Deloitte Analytics R&Dチームはデジタルトランスフォーメーションの根幹となるAI/Analytics/データ活用に関連する新技術を研究するチームであり、アカデミアで発表される新手法の調査、独自のアルゴリズムの開発・サービスへの実装、クライアントへのサービス提供まで幅広く活動しています。R&Dチームで実用化された新技術は、デロイト トーマツ グループが提供するアドバイザリー・コンサルティングサービスや、会計監査のデジタルトランスフォーメーション活動であるAudit Innovationで活用されています。 

人とAIが協調する社会の実現を目指して

Deloitte Analyticsが掲げるAIの社会実装ビジョン「The Age of With」(人とAIが協調する社会)では、人とAIが協調して人々の生活やビジネスを円滑にしていく未来を目指しています。AIの性能を高め、AIが人と交代できる作業の範囲を拡大することも重要ですが、私たちはAIと人がコラボレーションする新しいあり方を提案することの方が社会やビジネスに与えるインパクトは大きいと考えています。R&Dチームは最先端のテクノロジーを追い求めるだけでなく、デロイト トーマツグループの様々な専門家と議論しながら人とテクノロジーがどのように協調していくべきかをデザインしていきます。

関連サイト:The Age of With

 

5つの研究領域

5つの研究領域

R&DチームはNLP(Natural Language Processing), Neurotechnology, Data Trust, AI Governance, Fundamentalの5つの領域を研究しています。NLPはAIが人の言語を理解することを可能にします。Neurotechnologyは人とAIの新しいコミュニケーション方法を提供します。Data TrustはAIが人の理解に利用できるデータを増やします。AI Governanceは人とAIが協調するための信頼関係を構築します。FundamentalはAIの基本性能を向上させてより高度な思考を可能にします。R&Dチームは、これらの5つの領域を相互に結合させることが、人とAIが協調する社会「The Age of With」の実現に必要であると考えています。

 

各研究領域については、以下のページで紹介しています。

NLP (Natural Language Processing) - 自然言語処理を活用する研究開発

文書の特性に合わせた自然言語処理モデルを開発するとともに、人とモデルとの連携を簡易に実施するための仕組みを開発し、非構造化データである文書データを構造化します。これにより、AIが人の生み出す多様な表現を理解することを可能にし、人とAIが協調する社会「The Age of With」の実現に貢献します。
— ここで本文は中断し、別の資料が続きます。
use std::net::SocketAddr;
use std::sync::Arc;
use std::time::Duration;

use paxoskv::paxos::liveness::FailureInjector;
use paxoskv::paxos::{Cluster, NodeId, Peer};
use paxoskv::rpc_client::{HttpPeer, RpcClient};
use paxoskv::rpc_service::spawn_rpc_server;
use paxoskv::state_kv::KvStore;

const SERVICE: &str = "kvstore";
const TIMEOUT: Duration = Duration::from_secs(2);

/// Five replicas on ephemeral ports, wired to each other over RPC.
fn start_cluster() -> (Cluster<KvStore>, Vec<SocketAddr>) {
    let cluster = Cluster::new((0..5).map(|_| KvStore::new()), Duration::from_secs(2));
    let any: SocketAddr = "127.0.0.1:0".parse().unwrap();
    let addrs: Vec<SocketAddr> = cluster
        .nodes()
        .iter()
        .map(|node| spawn_rpc_server(node.clone(), &any, SERVICE).unwrap().0)
        .collect();

    for node in cluster.nodes() {
        let peers = addrs
            .iter()
            .enumerate()
            .map(|(i, addr)| {
                let rpc = RpcClient::new(&addr.to_string(), SERVICE, TIMEOUT).unwrap();
                Arc::new(HttpPeer::new(i as NodeId, rpc)) as Arc<dyn Peer>
            })
            .collect();
        node.set_peers(peers).unwrap();
    }
    (cluster, addrs)
}

fn client(addr: &SocketAddr) -> RpcClient {
    RpcClient::new(&addr.to_string(), SERVICE, TIMEOUT).unwrap()
}

#[tokio::test(flavor = "multi_thread", worker_threads = 4)]
async fn put_over_rpc_is_readable_from_any_replica() {
    let (_cluster, addrs) = start_cluster();

    let reply = client(&addrs[0]).put("a", "1").await.unwrap();
    assert!(reply.success, "{}", reply.message);

    for addr in &addrs {
        let replica = client(addr);
        assert!(replica.contains_key("a").await.unwrap());
        assert_eq!(replica.get("a").await.unwrap().as_deref(), Some("1"));
    }
    assert_eq!(client(&addrs[3]).get("missing").await.unwrap(), None);
}

#[tokio::test(flavor = "multi_thread", worker_threads = 4)]
async fn rpc_round_without_quorum_reports_failure() {
    let (cluster, addrs) = start_cluster();
    for replica in 2..5 {
        cluster.mark_unavailable(replica, Duration::from_secs(100));
    }

    let reply = client(&addrs[1]).put("c", "3").await.unwrap();
    assert!(!reply.success);
    assert!(reply.message.contains("quorum not reached"), "{}", reply.message);
    for addr in &addrs {
        assert!(!client(addr).contains_key("c").await.unwrap());
    }
}

#[tokio::test(flavor = "multi_thread", worker_threads = 4)]
async fn delete_over_rpc() {
    let (_cluster, addrs) = start_cluster();
    let entry = client(&addrs[2]);

    assert!(!entry.delete("nothing").await.unwrap().success);
    assert!(entry.put("k", "v").await.unwrap().success);
    assert!(entry.delete("k").await.unwrap().success);
    assert!(!client(&addrs[4]).contains_key("k").await.unwrap());
}

#[tokio::test(flavor = "multi_thread", worker_threads = 4)]
async fn wrong_service_name_is_a_transport_error() {
    let (_cluster, addrs) = start_cluster();
    let stranger = RpcClient::new(&addrs[0].to_string(), "other", TIMEOUT).unwrap();
    assert!(stranger.get("a").await.is_err());
}
//! Node availability and the failure simulator.
//!
//! A node marked down no-responds to prepare and accept until its window has
//! elapsed. Recovery is lazy: the flag is only cleared by the next status
//! check that observes the elapsed window.

use std::sync::Arc;

use log::info;
use rand::rngs::StdRng;
use rand::{Rng, SeedableRng};
use tokio::task::JoinHandle;
use tokio::time::{self, Duration, Instant};

use crate::metrics;

#[derive(Debug, Default, Clone)]
pub struct Availability {
    down_since: Option<Instant>,
    window: Duration,
}

impl Availability {
    pub fn mark_down(&mut self, now: Instant, window: Duration) {
        self.down_since = Some(now);
        self.window = window;
    }

    /// Status check run on every prepare and accept.
    pub fn is_down(&mut self, now: Instant) -> bool {
        match self.down_since {
            Some(since) if now.saturating_duration_since(since) >= self.window => {
                self.down_since = None;
                false
            }
            Some(_) => true,
            None => false,
        }
    }

    pub fn down_since(&self) -> Option<Instant> {
        self.down_since
    }
}

/// Something that can take a replica out of service for a while.
pub trait FailureInjector: Send + Sync {
    fn replicas(&self) -> usize;

    fn mark_unavailable(&self, replica: usize, window: Duration);
}

/// Chooses which replica the simulator takes down next.
pub trait VictimPicker: Send {
    fn pick(&mut self, replicas: usize) -> usize;
}

/// Uniform random choice over the replica set.
pub struct RandomVictim {
    rng: StdRng,
}

impl RandomVictim {
    pub fn new() -> Self {
        RandomVictim {
            rng: StdRng::from_entropy(),
        }
    }

    pub fn seeded(seed: u64) -> Self {
        RandomVictim {
            rng: StdRng::seed_from_u64(seed),
        }
    }
}

impl Default for RandomVictim {
    fn default() -> Self {
        Self::new()
    }
}

impl VictimPicker for RandomVictim {
    fn pick(&mut self, replicas: usize) -> usize {
        self.rng.gen_range(0..replicas)
    }
}

pub struct FailureSimulator<I: ?Sized, P> {
    injector: Arc<I>,
    picker: P,
    initial_delay: Duration,
    period: Duration,
    window: Duration,
}

impl<I, P> FailureSimulator<I, P>
where
    I: FailureInjector + ?Sized + 'static,
    P: VictimPicker + 'static,
{
    pub fn new(
        injector: Arc<I>,
        picker: P,
        initial_delay: Duration,
        period: Duration,
        window: Duration,
    ) -> Self {
        FailureSimulator {
            injector,
            picker,
            initial_delay,
            period,
            window,
        }
    }

    /// Takes one replica down. Returns its index, or None for an empty replica set.
    pub fn fire(&mut self) -> Option<usize> {
        let replicas = self.injector.replicas();
        if replicas == 0 {
            return None;
        }
        let victim = self.picker.pick(replicas);
        self.injector.mark_unavailable(victim, self.window);
        metrics::FAILURE_COUNTER.inc();
        info!("replica {} is going down for {:?}", victim, self.window);
        Some(victim)
    }

    pub fn spawn(mut self) -> JoinHandle<()> {
        tokio::spawn(async move {
            let mut ticker = time::interval_at(Instant::now() + self.initial_delay, self.period);
            loop {
                ticker.tick().await;
                self.fire();
            }
        })
    }
}

#[cfg(test)]
mod tests {
    use super::*;
    use std::sync::Mutex;

    #[derive(Default)]
    struct Recorder {
        marked: Mutex<Vec<(usize, Duration)>>,
    }

    impl FailureInjector for Recorder {
        fn replicas(&self) -> usize {
            5
        }

        fn mark_unavailable(&self, replica: usize, window: Duration) {
            self.marked.lock().unwrap().push((replica, window));
        }
    }

    struct Script(Vec<usize>);

    impl VictimPicker for Script {
        fn pick(&mut self, _replicas: usize) -> usize {
            self.0.remove(0)
        }
    }

    #[test]
    fn window_elapses_lazily() {
        let start = Instant::now();
        let mut availability = Availability::default();
        availability.mark_down(start, Duration::from_secs(100));

        assert!(availability.is_down(start));
        assert!(availability.is_down(start + Duration::from_secs(99)));
        assert!(availability.down_since().is_some());
        assert!(!availability.is_down(start + Duration::from_secs(100)));
        assert!(availability.down_since().is_none());
        assert!(!availability.is_down(start + Duration::from_secs(101)));
    }

    #[test]
    fn random_victim_stays_in_range() {
        let mut picker = RandomVictim::seeded(7);
        for _ in 0..200 {
            assert!(picker.pick(5) < 5);
        }
    }

    #[tokio::test(start_paused = true)]
    async fn simulator_fires_after_delay_then_periodically() {
        let recorder = Arc::new(Recorder::default());
        let simulator = FailureSimulator::new(
            recorder.clone(),
            Script(vec![3, 1, 4]),
            Duration::from_secs(10),
            Duration::from_secs(100),
            Duration::from_secs(100),
        );
        let handle = simulator.spawn();

        time::sleep(Duration::from_secs(9)).await;
        assert!(recorder.marked.lock().unwrap().is_empty());

        time::sleep(Duration::from_secs(2)).await;
        assert_eq!(
            *recorder.marked.lock().unwrap(),
            vec![(3, Duration::from_secs(100))]
        );

        time::sleep(Duration::from_secs(200)).await;
        let victims: Vec<usize> = recorder
            .marked
            .lock()
            .unwrap()
            .iter()
            .map(|(v, _)| *v)
            .collect();
        assert_eq!(victims, vec![3, 1, 4]);
        handle.abort();
    }
}
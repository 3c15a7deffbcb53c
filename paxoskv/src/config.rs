use log::warn;
use serde_derive::Deserialize;
use std::net::SocketAddr;
use std::path::Path;
use std::time::Duration;

use crate::error::KvError;

/// How nodes reach each other for prepare, accept and learn.
#[derive(Debug, Deserialize, Clone, Copy, PartialEq, Eq)]
#[serde(rename_all = "lowercase")]
pub enum TransportKind {
    /// Every consensus call goes through the node's RPC endpoint.
    Http,
    /// Nodes in this process call each other directly.
    Local,
}

#[derive(Debug, Deserialize, Clone)]
#[serde(default)]
pub struct FailureConfig {
    pub enabled: bool,
    pub initial_delay_secs: u64,
    pub period_secs: u64,
    pub recovery_secs: u64,
}

impl Default for FailureConfig {
    fn default() -> Self {
        FailureConfig {
            enabled: true,
            initial_delay_secs: 10,
            period_secs: 100,
            recovery_secs: 100,
        }
    }
}

impl FailureConfig {
    pub fn initial_delay(&self) -> Duration {
        Duration::from_secs(self.initial_delay_secs)
    }

    pub fn period(&self) -> Duration {
        Duration::from_secs(self.period_secs)
    }

    pub fn recovery(&self) -> Duration {
        Duration::from_secs(self.recovery_secs)
    }
}

#[derive(Debug, Deserialize, Clone)]
#[serde(default)]
pub struct RuntimeConfig {
    pub host: String,
    pub base_port: u16,
    pub service_name: String,
    pub node_count: usize,
    pub transport: TransportKind,
    pub metrics_addr: String,
    pub rpc_timeout_ms: u64,
    pub learn_wait_ms: u64,
    pub failure: FailureConfig,
}

impl Default for RuntimeConfig {
    fn default() -> Self {
        Self::new()
    }
}

impl RuntimeConfig {
    pub fn new() -> Self {
        RuntimeConfig {
            host: "127.0.0.1".to_string(),
            base_port: 4000,
            service_name: "kvstore".to_string(),
            node_count: 5,
            transport: TransportKind::Http,
            metrics_addr: "127.0.0.1:4010".to_string(),
            rpc_timeout_ms: 2000,
            learn_wait_ms: 1000,
            failure: FailureConfig::default(),
        }
    }

    /// Loads the config file. A missing file falls back to the defaults.
    pub fn from_toml<P: AsRef<Path>>(path: P) -> Result<Self, KvError> {
        let path = path.as_ref();
        let contents = match std::fs::read_to_string(path) {
            Ok(c) => c,
            Err(e) => {
                warn!(
                    "Something went wrong reading the runtime config file {}, using defaults: {:?}",
                    path.display(),
                    e
                );
                return Ok(RuntimeConfig::new());
            }
        };
        let config: RuntimeConfig =
            toml::from_str(&contents).map_err(|e| KvError::Config(e.to_string()))?;
        config.validate()?;
        Ok(config)
    }

    pub fn validate(&self) -> Result<(), KvError> {
        if self.node_count == 0 {
            return Err(KvError::Config("node_count must be at least 1".into()));
        }
        if self.service_name.is_empty() {
            return Err(KvError::Config("service_name must not be empty".into()));
        }
        if self.base_port as usize + self.node_count - 1 > u16::MAX as usize {
            return Err(KvError::Config(format!(
                "{} nodes do not fit above port {}",
                self.node_count, self.base_port
            )));
        }
        let metrics_addr: SocketAddr = self
            .metrics_addr
            .parse()
            .map_err(|e| KvError::Config(format!("bad metrics_addr {}: {}", self.metrics_addr, e)))?;
        let node_ports = self.base_port as usize..self.base_port as usize + self.node_count;
        if node_ports.contains(&(metrics_addr.port() as usize)) {
            return Err(KvError::Config(format!(
                "metrics_addr {} collides with node ports {}..{}",
                self.metrics_addr, node_ports.start, node_ports.end
            )));
        }
        if self.failure.enabled && self.failure.period_secs == 0 {
            return Err(KvError::Config(
                "failure.period_secs must be at least 1 while the simulator is enabled".into(),
            ));
        }
        Ok(())
    }

    /// Port of the node at `index`. Callers keep `index` below `node_count`.
    pub fn node_port(&self, index: usize) -> u16 {
        self.base_port + index as u16
    }

    pub fn node_addr(&self, index: usize) -> String {
        format!("{}:{}", self.host, self.node_port(index))
    }

    pub fn rpc_timeout(&self) -> Duration {
        Duration::from_millis(self.rpc_timeout_ms)
    }

    pub fn learn_wait(&self) -> Duration {
        Duration::from_millis(self.learn_wait_ms)
    }
}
Neurotechnology - ニューロテクノロジーによる研究開発

脳神経科学分野において発展した技術(ニューロテクノロジー)により人の行動や脳の活動をデータ化することで人間理解を深化させ、人と人、人とAIの新しい“コミュニケーション”の形を提供します。これにより、人とAIが協調する社会「The Age of With」の実現に貢献し、人と社会が直面する様々な課題を解決することを目指します。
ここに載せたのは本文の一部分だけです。